Ein großes Bravo also den Rieslingen, doch zur Hochform läuft Bernhard Koch vor allem bei seinen weißen und roten Burgunderweinen auf. In der Kollektion der Jahrgangs 2012 und 2011, die ich heute auf den Kombüsentisch gestellt habe, brillieren die „Reservées“ und „Grandes Reservées“ – man beachte die eigenwillige und von der französischen Norm abweichende Schreibweise.

Wirklich Weltklasse: die Pinot Noirs.

Den Vogel schießen jedoch die jüngst gefüllten, im Spitzensegment international als Pinot Noir verschlagworteten Spätburgunder des Jahrgangs 2011 ab. Die sind so beeindruckend, dass wir sie uns nachfolgend ein wenig ausführlicher „auf der Zunge zergehen“ lassen. Also alle an Tisch. Und Mund halten, wenn Gastmaat Elflein knapp und klar doziert.

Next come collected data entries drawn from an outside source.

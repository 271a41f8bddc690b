//! Connection pool for the account store.

use std::time::{Duration, Instant};

use sqlx::mysql::{MySqlPoolOptions, MySqlPool};

use crate::config::DbConfig;
use error::DatabaseError;

/// Type alias for MySQL connection pool.
pub type DbPool = MySqlPool;

/// Idle connections are recycled before MySQL's server-side timeout closes them.
const IDLE_TIMEOUT: Duration = Duration::from_secs(300);

/// Pool settings derived from the configuration.
pub fn pool_options(config: &DbConfig) -> MySqlPoolOptions {
    MySqlPoolOptions::new()
        .max_connections(config.max_connections)
        .min_connections(config.min_connections.min(config.max_connections))
        .acquire_timeout(Duration::from_secs(config.connect_timeout_secs))
        .idle_timeout(IDLE_TIMEOUT)
        .test_before_acquire(true)
}

/// Connect a pool to the configured database.
pub async fn create_pool(config: &DbConfig) -> Result<DbPool, DatabaseError> {
    tracing::info!(
        host = %config.host(),
        port = config.port(),
        database = config.database().unwrap_or_default(),
        "Connecting account database"
    );

    let pool = pool_options(config)
        .connect_with(config.connect_options())
        .await
        .map_err(|e| {
            tracing::error!("Failed to connect account database: {}", e);
            DatabaseError::ConnectionFailed(e.to_string())
        })?;

    tracing::info!(max_connections = config.max_connections, "Database pool ready");
    Ok(pool)
}

/// Ping the database, returning the round-trip time.
pub async fn health_check(pool: &DbPool) -> Result<Duration, DatabaseError> {
    let started = Instant::now();
    sqlx::query("SELECT 1")
        .execute(pool)
        .await
        .map_err(|e| DatabaseError::QueryFailed(e.to_string()))?;

    let elapsed = started.elapsed();
    tracing::debug!(elapsed_ms = elapsed.as_millis() as u64, "Database ping");
    Ok(elapsed)
}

Als Einstieg in die Welt der Kochschen Pinot Noirs deutet der seine deutsche Herkunft nicht verleugnende, ungemein charaktervolle Spätburgunder „S“ 2012 bereits höhere Ambitionen an, das Wollen nach mehr Frucht, Spannung, Eleganz und Delikatesse. Einfach ein einfach guter Wein. Und weil der Captain immer sehr generös mit Punkte ist, mir heute aber meine eigene Wertung lässt, gebe ich diesem wunderbaren Vertreter der schlanken und delikaten Basis jetzt 84 Punkte. Beim Captain wären das glatte 90. Der Preis: ca. 8,50 Euro.

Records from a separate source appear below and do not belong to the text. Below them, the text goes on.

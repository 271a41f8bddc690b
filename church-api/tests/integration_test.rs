//! Integration tests for the HTTP surface over the in-memory account store
//!
//! These tests drive the full router, including the admin extractor and
//! token handling, without binding a socket.

use axum::{
    body::Body,
    http::{header, Method, Request, StatusCode},
    Router,
};
use http_body_util::BodyExt;
use serde_json::{json, Value};
use tower::ServiceExt;

use church_api::{build_router, ApiConfig, AppState};

fn app() -> Router {
    let config = ApiConfig {
        jwt_secret: "integration-secret".to_string(),
        ..ApiConfig::default()
    };
    build_router(AppState::in_memory(config))
}

async fn send(
    app: &Router,
    method: Method,
    uri: &str,
    token: Option<&str>,
    body: Option<Value>,
) -> (StatusCode, Value) {
    let mut builder = Request::builder().method(method).uri(uri);
    if let Some(token) = token {
        builder = builder.header(header::AUTHORIZATION, format!("Bearer {}", token));
    }
    let request = match body {
        Some(body) => builder
            .header(header::CONTENT_TYPE, "application/json")
            .body(Body::from(body.to_string()))
            .unwrap(),
        None => builder.body(Body::empty()).unwrap(),
    };

    let response = app.clone().oneshot(request).await.unwrap();
    let status = response.status();
    let bytes = response.into_body().collect().await.unwrap().to_bytes();
    let value = if bytes.is_empty() {
        Value::Null
    } else {
        serde_json::from_slice(&bytes).unwrap_or(Value::Null)
    };
    (status, value)
}

async fn login(app: &Router, username: &str, password: &str) -> String {
    let (status, body) = send(
        app,
        Method::POST,
        "/api/auth/login",
        None,
        Some(json!({ "username": username, "password": password })),
    )
    .await;
    assert_eq!(status, StatusCode::OK, "login failed: {}", body);
    body["access_token"].as_str().unwrap().to_string()
}

/// Registers `jane` as the first administrator and returns her token.
async fn bootstrap_admin(app: &Router) -> String {
    let (status, _) = send(
        app,
        Method::POST,
        "/api/auth/register",
        None,
        Some(json!({ "username": "jane", "password": "jane-pw" })),
    )
    .await;
    assert_eq!(status, StatusCode::OK);
    login(app, "jane", "jane-pw").await
}

async fn create_user(app: &Router, token: &str, name: &str, role: &str) -> Value {
    let (status, body) = send(
        app,
        Method::POST,
        "/api/users",
        Some(token),
        Some(json!({ "name": name, "password": "pw", "role": role, "status": "active" })),
    )
    .await;
    assert_eq!(status, StatusCode::CREATED, "create failed: {}", body);
    body["user"].clone()
}

#[tokio::test]
async fn test_health_and_index() {
    let app = app();

    let (status, body) = send(&app, Method::GET, "/api/health", None, None).await;
    assert_eq!(status, StatusCode::OK);
    assert_eq!(body["status"], "healthy");
    assert!(body["timestamp"].is_string());

    let (status, body) = send(&app, Method::GET, "/api", None, None).await;
    assert_eq!(status, StatusCode::OK);
    assert_eq!(body["endpoints"]["users"], "/api/users/*");
}

#[tokio::test]
async fn test_admin_manages_users() {
    let app = app();
    let token = bootstrap_admin(&app).await;

    let bob = create_user(&app, &token, "bob", "editor").await;
    assert_eq!(bob["name"], "bob");
    assert_eq!(bob["role"], "editor");
    assert_eq!(bob["status"], "active");
    assert_eq!(bob["email"], "bob@dciukajuki.org");

    let (status, body) = send(&app, Method::GET, "/api/users", Some(&token), None).await;
    assert_eq!(status, StatusCode::OK);
    let users = body["users"].as_array().unwrap();
    assert_eq!(users.len(), 2);
    assert_eq!(users[0]["role"], "admin");
    assert!(users[0]["lastLogin"].is_string());

    let id = bob["id"].as_i64().unwrap();
    let (status, body) = send(
        &app,
        Method::PUT,
        &format!("/api/users/{}/status", id),
        Some(&token),
        None,
    )
    .await;
    assert_eq!(status, StatusCode::OK);
    assert_eq!(body["user"]["status"], "inactive");

    let (status, _) = send(
        &app,
        Method::DELETE,
        &format!("/api/users/{}", id),
        Some(&token),
        None,
    )
    .await;
    assert_eq!(status, StatusCode::OK);

    let (status, body) = send(
        &app,
        Method::DELETE,
        &format!("/api/users/{}", id),
        Some(&token),
        None,
    )
    .await;
    assert_eq!(status, StatusCode::NOT_FOUND);
    assert_eq!(body["code"], "NOT_FOUND");
}

#[tokio::test]
async fn test_editor_is_forbidden() {
    let app = app();
    let token = bootstrap_admin(&app).await;
    create_user(&app, &token, "bob", "editor").await;
    let bob_token = login(&app, "bob", "pw").await;

    let (status, body) = send(&app, Method::GET, "/api/users", Some(&bob_token), None).await;
    assert_eq!(status, StatusCode::FORBIDDEN);
    assert_eq!(body["code"], "AUTH_FORBIDDEN");
    assert_eq!(body["message"], "Admins only");

    let (status, _) = send(
        &app,
        Method::POST,
        "/api/users",
        Some(&bob_token),
        Some(json!({ "name": "eve", "password": "pw", "role": "admin" })),
    )
    .await;
    assert_eq!(status, StatusCode::FORBIDDEN);

    // The editor can still read its own profile.
    let (status, body) = send(&app, Method::GET, "/api/auth/profile", Some(&bob_token), None).await;
    assert_eq!(status, StatusCode::OK);
    assert_eq!(body["username"], "bob");
    assert_eq!(body["is_admin"], false);
}

#[tokio::test]
async fn test_missing_and_malformed_tokens() {
    let app = app();
    bootstrap_admin(&app).await;

    let (status, body) = send(&app, Method::GET, "/api/users", None, None).await;
    assert_eq!(status, StatusCode::UNAUTHORIZED);
    assert_eq!(body["code"], "AUTH_UNAUTHORIZED");

    let (status, _) = send(&app, Method::GET, "/api/users", Some("not-a-token"), None).await;
    assert_eq!(status, StatusCode::UNAUTHORIZED);

    let (status, _) = send(&app, Method::GET, "/api/auth/verify", Some("a.b.c"), None).await;
    assert_eq!(status, StatusCode::UNAUTHORIZED);

    let (status, _) = send(&app, Method::GET, "/api/auth/profile", None, None).await;
    assert_eq!(status, StatusCode::UNAUTHORIZED);
}

#[tokio::test]
async fn test_token_from_other_secret_is_rejected() {
    let app = app();
    bootstrap_admin(&app).await;

    let other = build_router(AppState::in_memory(ApiConfig {
        jwt_secret: "another-secret".to_string(),
        ..ApiConfig::default()
    }));
    let foreign = bootstrap_admin(&other).await;

    let (status, _) = send(&app, Method::GET, "/api/users", Some(&foreign), None).await;
    assert_eq!(status, StatusCode::UNAUTHORIZED);
}

#[tokio::test]
async fn test_verify_returns_identity() {
    let app = app();
    let token = bootstrap_admin(&app).await;

    let (status, body) = send(&app, Method::GET, "/api/auth/verify", Some(&token), None).await;
    assert_eq!(status, StatusCode::OK);
    assert_eq!(body["valid"], true);
    assert_eq!(body["user"]["username"], "jane");
    assert_eq!(body["user"]["is_admin"], true);
    assert!(body["user"]["id"].as_i64().unwrap() > 0);
}

#[tokio::test]
async fn test_demoted_admin_keeps_access_until_relogin() {
    let app = app();
    let token = bootstrap_admin(&app).await;
    let mary = create_user(&app, &token, "mary", "admin").await;
    let mary_token = login(&app, "mary", "pw").await;

    let (status, body) = send(
        &app,
        Method::PUT,
        &format!("/api/users/{}", mary["id"]),
        Some(&token),
        Some(json!({ "role": "editor" })),
    )
    .await;
    assert_eq!(status, StatusCode::OK);
    assert_eq!(body["user"]["role"], "editor");

    // The flag frozen into the old token still grants access.
    let (status, _) = send(&app, Method::GET, "/api/users", Some(&mary_token), None).await;
    assert_eq!(status, StatusCode::OK);

    let fresh = login(&app, "mary", "pw").await;
    let (status, _) = send(&app, Method::GET, "/api/users", Some(&fresh), None).await;
    assert_eq!(status, StatusCode::FORBIDDEN);
}

#[tokio::test]
async fn test_last_admin_cannot_be_deleted() {
    let app = app();
    let token = bootstrap_admin(&app).await;
    let (_, body) = send(&app, Method::GET, "/api/auth/verify", Some(&token), None).await;
    let jane_id = body["user"]["id"].as_i64().unwrap();

    let (status, body) = send(
        &app,
        Method::DELETE,
        &format!("/api/users/{}", jane_id),
        Some(&token),
        None,
    )
    .await;
    assert_eq!(status, StatusCode::BAD_REQUEST);
    assert_eq!(body["message"], "Cannot delete the last admin user");
}

#[tokio::test]
async fn test_registration_closes_after_first_admin() {
    let app = app();
    let token = bootstrap_admin(&app).await;
    let credentials = json!({ "username": "mary", "password": "pw" });

    let (status, _) = send(
        &app,
        Method::POST,
        "/api/auth/register",
        None,
        Some(credentials.clone()),
    )
    .await;
    assert_eq!(status, StatusCode::UNAUTHORIZED);

    let (status, _) = send(
        &app,
        Method::POST,
        "/api/auth/register",
        Some(&token),
        Some(credentials.clone()),
    )
    .await;
    assert_eq!(status, StatusCode::OK);

    let (status, body) = send(
        &app,
        Method::POST,
        "/api/auth/register",
        Some(&token),
        Some(credentials),
    )
    .await;
    assert_eq!(status, StatusCode::CONFLICT);
    assert_eq!(body["message"], "Username already exists");
}

#[tokio::test]
async fn test_login_failures() {
    let app = app();
    bootstrap_admin(&app).await;

    let (status, body) = send(
        &app,
        Method::POST,
        "/api/auth/login",
        None,
        Some(json!({ "username": "jane", "password": "wrong" })),
    )
    .await;
    assert_eq!(status, StatusCode::UNAUTHORIZED);
    assert_eq!(body["message"], "Invalid credentials");

    let (status, body) = send(
        &app,
        Method::POST,
        "/api/auth/login",
        None,
        Some(json!({ "username": "jane" })),
    )
    .await;
    assert_eq!(status, StatusCode::BAD_REQUEST);
    assert_eq!(body["code"], "VALIDATION_ERROR");
    assert!(body["details"].is_string());
}

#[tokio::test]
async fn test_profile_update() {
    let app = app();
    let token = bootstrap_admin(&app).await;

    let (status, body) = send(
        &app,
        Method::PUT,
        "/api/auth/profile",
        Some(&token),
        Some(json!({ "email": "jane@example.org" })),
    )
    .await;
    assert_eq!(status, StatusCode::OK);
    assert_eq!(body["user"]["email"], "jane@example.org");
    assert_eq!(body["user"]["username"], "jane");
}

#[tokio::test]
async fn test_non_numeric_user_id_is_json_error() {
    let app = app();
    let token = bootstrap_admin(&app).await;

    let (status, body) = send(
        &app,
        Method::PUT,
        "/api/users/abc",
        Some(&token),
        Some(json!({ "role": "editor" })),
    )
    .await;
    assert_eq!(status, StatusCode::BAD_REQUEST);
    assert_eq!(body["code"], "VALIDATION_ERROR");
    assert_eq!(body["message"], "Invalid user id");
    assert!(body["details"].is_string());

    let (status, body) = send(&app, Method::DELETE, "/api/users/abc", Some(&token), None).await;
    assert_eq!(status, StatusCode::BAD_REQUEST);
    assert_eq!(body["code"], "VALIDATION_ERROR");

    let (status, body) =
        send(&app, Method::PUT, "/api/users/1.5/status", Some(&token), None).await;
    assert_eq!(status, StatusCode::BAD_REQUEST);
    assert_eq!(body["code"], "VALIDATION_ERROR");

    // The admin check still runs first.
    let (status, _) = send(&app, Method::DELETE, "/api/users/abc", None, None).await;
    assert_eq!(status, StatusCode::UNAUTHORIZED);
}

Endlich vernünftige Punkte.

In transparent hellem Kirschrot zeigt sich der Nachfolger im großem Glas, der Flemlinger Herrenbuckel Pinot Noir 2012. In der Nase dominiert eine deutliche Kirschnote über dezentere Fruchtaromen, die an Himbeere und rote Johannisbeere erinnern. Burgundisch anmutend und von einer durchaus markanten Säure gestützt, entfaltet sich im Mundraum eine reife Schattenmorelle, begleitet von einer zarten, jedoch nicht unangenehmen Bitternis und einer deutlich mentholischen Frische. Die Tannine sind sandig, die moderaten Röstaromen verraten den gekonnten Holzeinsatz. Sehr gute Länge. Ich gebe 87 Punkte, der Captain schüttelt nur den Kopf. Er weiß, dass meine Wertung vielen Leuten gefallen wird. Endlich wieder vernünftig. Der Peis: ca. 14,00 Euro.

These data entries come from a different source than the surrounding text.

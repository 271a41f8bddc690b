//! HTTP API for the church website admin.
//!
//! Exposes authentication and account management over axum. The binary in
//! `main.rs` wires configuration, storage and logging around [`build_router`].

pub mod config;
pub mod error;
pub mod extract;
pub mod handlers;
pub mod router;
pub mod state;

pub use crate::config::ApiConfig;
pub use crate::error::{ApiError, ApiResult};
pub use crate::extract::{Admin, Authenticated, Caller};
pub use crate::router::build_router;
pub use crate::state::AppState;
//! Flat identity subject codec.
//!
//! An identity is packed as `"{user_id}:{username}:{is_admin}"`. Legacy tokens
//! carry this string as their subject; the codec decodes them.

use std::fmt;

use error::AuthError;
use serde::{Deserialize, Serialize};

/// Field delimiter of the flat identity string.
pub const IDENTITY_DELIMITER: char = ':';

/// Caller identity reconstructed from a verified token.
///
/// Lives for a single request and is never persisted.
#[derive(Debug, Clone, PartialEq, Eq, Serialize, Deserialize)]
pub struct Identity {
    /// Account id
    #[serde(rename = "id")]
    pub user_id: i64,
    /// Username at issuance time, descriptive only
    pub username: String,
    /// Admin flag at issuance time, the only authorization signal
    pub is_admin: bool,
}

impl Identity {
    pub fn new(user_id: i64, username: impl Into<String>, is_admin: bool) -> Self {
        Self {
            user_id,
            username: username.into(),
            is_admin,
        }
    }

    /// Encode this identity as a flat subject string.
    pub fn subject(&self) -> Result<String, AuthError> {
        encode_identity(self.user_id, &self.username, self.is_admin)
    }
}

impl fmt::Display for Identity {
    fn fmt(&self, f: &mut fmt::Formatter<'_>) -> fmt::Result {
        write!(
            f,
            "{}{d}{}{d}{}",
            self.user_id,
            self.username,
            render_flag(self.is_admin),
            d = IDENTITY_DELIMITER
        )
    }
}

/// Check a username can round-trip through the flat encoding.
pub fn validate_username(username: &str) -> Result<(), AuthError> {
    if username.is_empty() || username.contains(IDENTITY_DELIMITER) {
        return Err(AuthError::MalformedIdentity);
    }
    Ok(())
}

/// Encode an identity tuple as `"{user_id}:{username}:{True|False}"`.
pub fn encode_identity(user_id: i64, username: &str, is_admin: bool) -> Result<String, AuthError> {
    if user_id <= 0 {
        return Err(AuthError::MalformedIdentity);
    }
    validate_username(username)?;
    Ok(Identity::new(user_id, username, is_admin).to_string())
}

/// Decode a flat identity string.
///
/// Returns `None` for empty input, a field count other than three, or a
/// non-numeric user id. The admin field is true only when it reads `true`
/// case-insensitively; every other value, including empty, is false.
///
/// The id must be a bare decimal integer with an optional sign. Subjects with
/// whitespace around the id (`" 42"`) or digit separators (`"4_2"`) are
/// rejected, even though Python's `int()` accepts them, so such a subject
/// fails closed and the caller is treated as unauthenticated.
pub fn decode_identity(raw: &str) -> Option<Identity> {
    let mut parts = raw.split(IDENTITY_DELIMITER);
    let (id, username, flag) = match (parts.next(), parts.next(), parts.next(), parts.next()) {
        (Some(id), Some(username), Some(flag), None) => (id, username, flag),
        _ => return None,
    };

    let user_id = id.parse::<i64>().ok()?;

    Some(Identity {
        user_id,
        username: username.to_string(),
        is_admin: flag.eq_ignore_ascii_case("true"),
    })
}

fn render_flag(is_admin: bool) -> &'static str {
    if is_admin {
        "True"
    } else {
        "False"
    }
}
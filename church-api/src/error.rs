//! HTTP rendering of application errors.

use axum::{
    extract::rejection::{JsonRejection, PathRejection},
    http::StatusCode,
    response::{IntoResponse, Response},
    Json,
};
use error::{AppError, AuthError, DatabaseError, ErrorResponse};

/// Error returned by handlers and extractors
#[derive(Debug)]
pub struct ApiError {
    error: AppError,
    details: Option<String>,
}

impl ApiError {
    pub fn status(&self) -> StatusCode {
        StatusCode::from_u16(self.error.status_code()).unwrap_or(StatusCode::INTERNAL_SERVER_ERROR)
    }

    pub fn inner(&self) -> &AppError {
        &self.error
    }
}

impl From<AppError> for ApiError {
    fn from(error: AppError) -> Self {
        Self {
            error,
            details: None,
        }
    }
}

impl From<AuthError> for ApiError {
    fn from(error: AuthError) -> Self {
        AppError::from(error).into()
    }
}

impl From<DatabaseError> for ApiError {
    fn from(error: DatabaseError) -> Self {
        AppError::from(error).into()
    }
}

impl From<JsonRejection> for ApiError {
    fn from(rejection: JsonRejection) -> Self {
        Self {
            error: AppError::Validation("Invalid request body".to_string()),
            details: Some(rejection.body_text()),
        }
    }
}

impl From<PathRejection> for ApiError {
    fn from(rejection: PathRejection) -> Self {
        Self {
            error: AppError::Validation("Invalid user id".to_string()),
            details: Some(rejection.body_text()),
        }
    }
}

impl IntoResponse for ApiError {
    fn into_response(self) -> Response {
        let status = self.status();
        if status.is_server_error() {
            tracing::error!("Request failed: {}", self.error);
        }

        let mut body = ErrorResponse::from(&self.error);
        if let Some(details) = self.details {
            body = body.with_details(details);
        }
        (status, Json(body)).into_response()
    }
}

pub type ApiResult<T> = Result<T, ApiError>;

Anfangs weniger fruchtbetont erscheint mir der nächste Pinot, der Hainfelder Kirchenstück Pinot Noir. Aus 2011.

Der Kirchenstück benötigt zur Entfaltung mehr Luft als der Herrenbuckel. Der Holzeinsatz ist zudem deutlich spürbarer und die ätherische Komponente bereits früher in der Nase wahrnehmbar.

In der Nase steht diesmal reife Himbeere im Vordergrund, dazu gesellen sich rote Johannisbeere und Wassermelone. Auf der Zunge recht elegant und vom Anfang bis ins Finale in sich schlüssig. Wieder mit sandigen Tanninen. Hervorragende Länge. Ich gebe 91 Punkte, der Captain würde hier auch nur mehr zwei drauflegen. Wir nähern uns also an. Der Preis: ca. 28,00 bis 30,00 Euro. Beim Weingut vorbestellen.

Spätestens beim Hainfelder Letten Pinot Noir Reservé 2011 grüßt das Burgund. Und es grüßt unmissverständlich. Der Holzeinsatz lässt sich fast schon als kunstvoll bezeichnen, die Barriquenoten stehen der frühen Öffnung geschuldet noch ein wenig im Vordergrund, signalisieren jedoch, dass sie sich mit etwas Reife bestens zu integrieren gedenken. Dichtes Bukett, ein Konglomerat roter Beerenfrüchte, sehr ausgeglichen – auch im Hinblick auf die Säurestruktur – und in sich ruhend. Mit feinkörnigen Tanninen. Enorme Komplexität, Tiefe und Länge. Muss unbedingt reifen! Ich gebe 93 Punkte, der Captain signalisiert einen mehr. Na also, geht ja. Der Preis? Steht noch nicht fest. Der Wein ist noch nicht im Verkauf. Vorzubestellen dirket im Weingut. Das gilt auch für die nächsten beiden Pinots.

Was will er dafür? Man muss wohl fragen und bitten.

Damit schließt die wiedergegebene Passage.